As well as all the networking, debate and new information being shared, the International Symposium on ALS/MND is also a time to celebrate achievements by the giving of awards. The Biomedical and Clinical poster prizes are an opportunity to recognise and celebrate the excellent research and clinical practice being conducted by those early in their career.
Now in its fourth year we hope that the poster prizes will help give the winners career a boost, and give them the encouragement and motivation to continue in MND/ALS research. This year the Panel selected an international group of winners: Dr Albert Lee from Australia and Elsa Tremblay from Canada were jointly awarded the Biomedical poster prize and Ruben van Eijk from The Netherlands won the Clinical poster prize. Each winner received a certificate and a glass engraved paperweight.
The prize winning research ranged from understanding the consequences of a newly discovered gene mutation linked to MND, to why the junction between nerves and muscles is one of the earliest signs of motor neurone damage, to a new statistical analysis to make clinical trials quicker and more efficient. Below I’ve explained more about the research that the winners presented.
Understanding of why CCNF mutations cause MND
Dr Albert Lee is a post-doc researcher based at Macquarie University in New South Wales, Australia. In April 2016 colleagues at Macquarie found a link between mutations in a gene called ‘CCNF’ and MND and FTD. Hot on the heels of making this link, Albert is investigating how mutations in CCNF cause motor neurones to die in MND.
CCNF and the protein it makes, called Cyclin F is involved in labelling proteins ready for recycling within the cell. Albert found that the mutated Cyclin F added more labels than normal, as the labelling function couldn’t be switched off. The effect of this was that some proteins were recycled before they needed to, which in turn led to lower levels in the cell to carry out their normal function. He found that these prematurely recycled proteins controlled cell survival. Thus lower levels of these proteins may be one of the reasons for motor neurones dying in MND. More work is need to confirm these finding for definite.
How is the junction between nerves and muscles damaged early in MND?
We have different types of muscle that allow us to do different things – for example, it’s a different type of muscle that allows people to run marathons (slow muscle) in comparison to the type of muscle that helps people to sprint (fast muscle). Where motor neurones and muscles meet is known as the neuromuscular junction. There is evidence that in MND the neuromuscular junction is one of the first parts of the motor neurone to get damaged.
Elsa Tremblay’s PhD research at the University of Montreal in Canada is looking at the way motor neurones connect to and stimulate muscles, and how this changes in MND. In particular, she’s looking at how different types of muscle are affected in MND.
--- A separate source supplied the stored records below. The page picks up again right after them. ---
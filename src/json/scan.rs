//! Structural scan of a JSON library for the byte ranges of its entries.
//!
//! The scanner tracks only nesting depth, string state and the most recent
//! string at the top level, so it can walk libraries far larger than memory
//! while holding a single entry at a time.

use std::io::{BufRead, BufReader, Read};

use super::JsonError;

/// Which top-level array an element came from
#[derive(Debug, Clone, Copy, PartialEq, Eq)]
pub enum ElementKind {
    /// Element of `"spectra"`
    Spectrum,
    /// Element of `"clusters"`
    Cluster,
}

impl ElementKind {
    fn for_key(key: &[u8]) -> Option<Self> {
        match key {
            b"spectra" => Some(ElementKind::Spectrum),
            b"clusters" => Some(ElementKind::Cluster),
            _ => None,
        }
    }
}

const SCAN_BUFFER_SIZE: usize = 64 * 1024;

/// Walk a JSON library and call `on_element` for every object in its top-level
/// `spectra` and `clusters` arrays with the object's `[start, end)` byte range
/// and its bytes.
///
/// Returns the number of elements reported.
pub fn scan_elements<R, F, E>(reader: R, mut on_element: F) -> Result<u64, E>
where
    R: Read,
    F: FnMut(ElementKind, u64, u64, &[u8]) -> Result<(), E>,
    E: From<JsonError>,
{
    let mut reader = BufReader::with_capacity(SCAN_BUFFER_SIZE, reader);
    let mut offset: u64 = 0;
    let mut depth: u32 = 0;
    let mut in_string = false;
    let mut escape = false;

    let mut top_string: Vec<u8> = Vec::new();
    let mut array: Option<ElementKind> = None;
    let mut element: Option<(u64, Vec<u8>)> = None;
    let mut count = 0u64;

    loop {
        let buf = reader.fill_buf().map_err(JsonError::from)?;
        if buf.is_empty() {
            break;
        }
        let len = buf.len();
        for &byte in buf {
            if let Some((_, bytes)) = element.as_mut() {
                bytes.push(byte);
            }

            if in_string {
                if escape {
                    escape = false;
                } else if byte == b'\\' {
                    escape = true;
                } else if byte == b'"' {
                    in_string = false;
                }
                if in_string && depth == 1 {
                    top_string.push(byte);
                }
                offset += 1;
                continue;
            }

            match byte {
                b'"' => {
                    in_string = true;
                    if depth == 1 {
                        top_string.clear();
                    }
                }
                b'{' | b'[' => {
                    if depth == 1 && byte == b'[' {
                        array = ElementKind::for_key(&top_string);
                    }
                    if depth == 2 && byte == b'{' && array.is_some() {
                        element = Some((offset, vec![b'{']));
                    }
                    depth += 1;
                }
                b'}' | b']' => {
                    if depth == 0 {
                        return Err(JsonError::Unbalanced(offset).into());
                    }
                    depth -= 1;
                    if depth == 2 && byte == b'}' {
                        if let (Some(kind), Some((start, bytes))) = (array, element.take()) {
                            on_element(kind, start, offset + 1, &bytes)?;
                            count += 1;
                        }
                    }
                    if depth == 1 {
                        array = None;
                    }
                }
                _ => {}
            }
            offset += 1;
        }
        reader.consume(len);
    }

    if depth != 0 || in_string {
        return Err(JsonError::Unbalanced(offset).into());
    }
    Ok(count)
}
Elsa examined the electrical activity of the fast and slow muscle types at different stages of MND disease progression. As she was looking at a mouse model of MND, she could see what happens to the fine balance of electrical signals before any signs of MND were seen. She found that electrical signaling at the neuromuscular junction is different in mice with MND, compared to healthy mice. Differences were found depending on the type of muscle and also depending on the stage of the disease. All this information is important to help us target drugs to slow down or stop the damage seen at the neuromuscular junction in MND.
New ways of designing clinical trials
The clinical poster prize was won by Ruben van Eijk from Utrecht in The Netherlands for his research looking at clinical trial design. A traditional way of running a clinical trial is to decide before you start how many people you need to take part and for how long, so that you can tell for sure that a drug does or doesn’t work. Researchers have to wait until the end of the trial before the analysis on whether it has worked can be carried out. This statistical analysis is important, as it is part of the evidence that regulators such as the MHRA in the UK or the FDA in USA ask for when considering whether to licence a drug.
There are now new statistical methods available that allow researchers to continually analyse the results of a clinical trial as they go along. The advantage of this is that they may get an answer quicker than a traditionally-designed trial. However, before a new trial uses this new method of analysis, it is important to find out if it works. Ruben van Eijk used the data from an old clinical trial in MND that didn’t find a beneficial effect and re-analysed the data using the new methods. He still found that the drug didn’t work. However, with the new method he found you would need slightly more people to take part in this trial, but that the trial could’ve been shorter and involved fewer visits to the hospital.
It was important to highlight his findings, so that those designing trials in the future have greater confidence that new types of analysis do work and can lead us to get answers quicker on whether the drug works in MND or not.
More information
More information on the poster prize is available on our website, together with scientific summaries (known as abstracts) of all of the talks and posters from the conference.
You can read more about clinical trials and how they are designed in our clinical trials information sheet.
The 27th International ALS/MND Symposium, 6 – 9 December 2016, Dublin, Ireland.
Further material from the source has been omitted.